Consider the following 3-state Markov chain denoted p:
0.1000 0.4000 0.5000
0.3000 0.6000 0.1000
0.7000 0.2000 0.1000
The limiting probabilities (stationary vector) denoted by π satisfies the equation π = π*p. While the steps aren't shown here, π is calculated to be:
0.3269 0.4423 0.2308
In the long-run, 32.69% of the time will be spent in state 1, 44.23% in state 2, and 23.08% in the rest. In the subsequent codes, the stationary vector is denoted by s, since MATLAB cannot work with the symbol π as a variable name.
s*p
0.3269 0.4423 0.2308
This demonstrates that π*p indeed equals the original π stationary vector.
s*p(:,1)
0.3269
s*p(:,2)
0.4423
s*p(:,3)
0.2308
Each of the operations s*p(:,i) represents multiply the 1x3 π stationary vector by the 3x1 i-th column vector of p.
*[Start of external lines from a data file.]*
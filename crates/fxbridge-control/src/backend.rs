//! The structured effect interface this layer forwards decoded commands to.

use fxbridge_wire::{AudioConfig, ParamBlock};

/// Immutable identity scoping one effect instance.
#[derive(Debug, Clone, Copy, PartialEq, Eq)]
pub struct SessionContext {
    pub session_id: i32,
    pub io_id: i32,
}

/// Effect-type identity metadata, fixed at construction.
#[derive(Debug, Clone, PartialEq, Eq)]
pub struct EffectDescriptor {
    /// UUID of the effect type (e.g. equalizer, reverb).
    pub type_uuid: [u8; 16],
    /// UUID of this particular implementation.
    pub uuid: [u8; 16],
    /// Display name.
    pub name: String,
}

/// Opaque handle minted by the backend on a successful open.
///
/// Exclusively owned by the bridge from init until teardown.
#[derive(Debug, Clone, Copy, PartialEq, Eq)]
pub struct EffectHandle(u64);

impl EffectHandle {
    /// Wrap a backend-minted raw id.
    pub fn from_raw(raw: u64) -> Self {
        Self(raw)
    }

    /// The raw id, for the backend's own bookkeeping.
    pub fn raw(self) -> u64 {
        self.0
    }
}

/// Errors surfaced by the structured backend.
#[derive(Debug, thiserror::Error)]
pub enum BackendError {
    /// The backend offers no equivalent for the requested operation.
    #[error("operation not supported by backend")]
    Unsupported,

    /// The backend failed; its status is propagated verbatim to the caller.
    #[error("backend returned status {0}")]
    Status(i32),
}

/// Offload routing fields carried by the legacy offload command.
#[derive(Debug, Clone, Copy, PartialEq, Eq)]
pub struct OffloadParam {
    pub is_offload: bool,
    pub io_handle: i32,
}

/// Structured, typed effect-control interface.
///
/// Implemented once per effect family; parameter semantics live behind
/// [`set_parameter`](EffectBackend::set_parameter) and
/// [`get_parameter`](EffectBackend::get_parameter), which the dispatcher
/// invokes uniformly after wire decoding. The routing operations have
/// default bodies returning [`BackendError::Unsupported`] for families
/// with no equivalent.
///
/// All calls are synchronous and blocking; the dispatcher never retries.
pub trait EffectBackend {
    /// Open the effect for a session, returning an exclusive handle.
    fn open(
        &mut self,
        session: &SessionContext,
        config: &AudioConfig,
    ) -> Result<EffectHandle, BackendError>;

    /// Release a handle obtained from [`open`](EffectBackend::open).
    fn close(&mut self, handle: EffectHandle) -> Result<(), BackendError>;

    /// Apply a decoded parameter block.
    fn set_parameter(&mut self, param: &ParamBlock) -> Result<(), BackendError>;

    /// Query the current value for a parameter tag.
    fn get_parameter(&mut self, tag: u32) -> Result<ParamBlock, BackendError>;

    /// Identity metadata for this effect.
    fn descriptor(&self) -> &EffectDescriptor;

    /// Route the effect to an output device.
    fn set_device(&mut self, _device: u32) -> Result<(), BackendError> {
        Err(BackendError::Unsupported)
    }

    /// Update stream volume (8.24 fixed-point left/right).
    fn set_volume(&mut self, _left: u32, _right: u32) -> Result<(), BackendError> {
        Err(BackendError::Unsupported)
    }

    /// Move the effect between offloaded and non-offloaded streams.
    fn set_offload(&mut self, _offload: OffloadParam) -> Result<(), BackendError> {
        Err(BackendError::Unsupported)
    }

    /// Mark this instance as first in the processing chain.
    fn set_first_priority(&mut self) -> Result<(), BackendError> {
        Err(BackendError::Unsupported)
    }
}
Each of the operations yielded the i-th entry of π. This demonstrates the property that π_j = Σ π_i * p_ij, summed over i, where j represents the column number of the matrix p. That also translates to π * (j-th column of p). The physical interpretation of s*p(:,1) is the long-run proportion of transitions into state 1. That number equals s(1), which is the proportion of times spent in state 1. It makes sense that the proportion of transitions into a certain state is also the proportion of times spent in that same state.